S Ingram1,2*, J Yang1 , B Beadle1, A Rao1,2, R Wendt1,2, R Castillo1,2, L Court1,2, (1) UT MD Anderson Cancer Center, Houston, Texas (2) UT Graduate School of Biomedical Sciences, Houston, Texas

Presentations

SU-C-18A-2 Sunday 1:00PM - 1:55PM Room: 18A

Purpose: Endoscopic examinations are routinely performed on head and neck and esophageal cancer patients. However, these images are underutilized for radiation therapy because there is currently no way to register them to a CT of the patient. The purpose of this work is to develop a method to track the motion of an endoscope within a structure using images from standard clinical equipment. This method will be incorporated into a broader endoscopy/CT registration framework.

Methods: We developed a software algorithm to track the motion of an endoscope within an arbitrary structure. We computed frame-to-frame rotation and translation of the camera by tracking surface points across the video sequence and utilizing two-camera epipolar geometry. The resulting 3D camera path was used to recover the surrounding structure via triangulation methods. We tested this algorithm on a rigid cylindrical phantom with a pattern spray-painted on the inside. We did not constrain the motion of the endoscope while recording, and we did not constrain our measurements using the known structure of the phantom.

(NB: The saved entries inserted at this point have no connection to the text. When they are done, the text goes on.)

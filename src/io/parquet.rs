use crate::classify::BandSet;
use crate::error::TopoError;
use crate::io::arrow::SamplesToArrow;
use crate::sample::Sample;
use arrow_array::{Array, RecordBatch};
use geoparquet::writer::{
    GeoParquetRecordBatchEncoder, GeoParquetWriterEncoding, GeoParquetWriterOptionsBuilder,
};
use parquet::arrow::ArrowWriter;
use std::fs::File;
use std::io::BufWriter;
use std::path::Path;

fn encode_err(e: impl std::fmt::Display) -> TopoError {
    TopoError::IoError(format!("geoparquet encoding failed: {}", e))
}

/// Writes a sample batch as a single WKB-encoded GeoParquet file.
pub fn write_geoparquet(batch: &RecordBatch, path: impl AsRef<Path>) -> Result<(), TopoError> {
    let path = path.as_ref();
    let options = GeoParquetWriterOptionsBuilder::default()
        .set_encoding(GeoParquetWriterEncoding::WKB)
        .build();
    let mut encoder =
        GeoParquetRecordBatchEncoder::try_new(&batch.schema(), &options).map_err(encode_err)?;

    let file = File::create(path).map_err(|e| TopoError::IoError(e.to_string()))?;
    let mut writer = ArrowWriter::try_new(BufWriter::new(file), encoder.target_schema(), None)
        .map_err(encode_err)?;

    let encoded = encoder.encode_record_batch(batch).map_err(encode_err)?;
    writer.write(&encoded).map_err(encode_err)?;
    writer.append_key_value_metadata(encoder.into_keyvalue().map_err(encode_err)?);
    writer.close().map_err(encode_err)?;

    tracing::debug!(
        rows = batch.num_rows(),
        columns = batch.num_columns(),
        path = %path.display(),
        "geoparquet written"
    );
    Ok(())
}

/// Writes classified samples as GeoParquet point features.
pub trait SamplesToGeoParquet: SamplesToArrow {
    fn to_geoparquet(&self, bands: &BandSet, path: impl AsRef<Path>) -> Result<(), TopoError>;
}

impl SamplesToGeoParquet for [Sample] {
    fn to_geoparquet(&self, bands: &BandSet, path: impl AsRef<Path>) -> Result<(), TopoError> {
        let batch = self.to_record_batch(bands)?;
        let unbanded = batch
            .column_by_name("band")
            .map_or(0, |c| c.null_count());
        tracing::debug!(samples = self.len(), bands = bands.len(), unbanded, "exporting samples");
        write_geoparquet(&batch, path)
    }
}

impl SamplesToGeoParquet for Vec<Sample> {
    fn to_geoparquet(&self, bands: &BandSet, path: impl AsRef<Path>) -> Result<(), TopoError> {
        self.as_slice().to_geoparquet(bands, path)
    }
}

Results: Our software algorithm can successfully track the general motion of the endoscope as it moves through the phantom. However, our preliminary data do not show a high degree of accuracy in the triangulation of 3D point locations. More rigorous data will be presented at the annual meeting.

Conclusion: Image-based camera tracking is a promising method for endoscopy/CT image registration, and it requires only standard clinical equipment. It is one of two major components needed to achieve endoscopy/CT registration, the second of which is tying the camera path to absolute patient geometry. In addition to this second component, future work will focus on validating our camera tracking algorithm in the presence of clinical imaging features such as patient motion, erratic camera motion, and dynamic scene illumination.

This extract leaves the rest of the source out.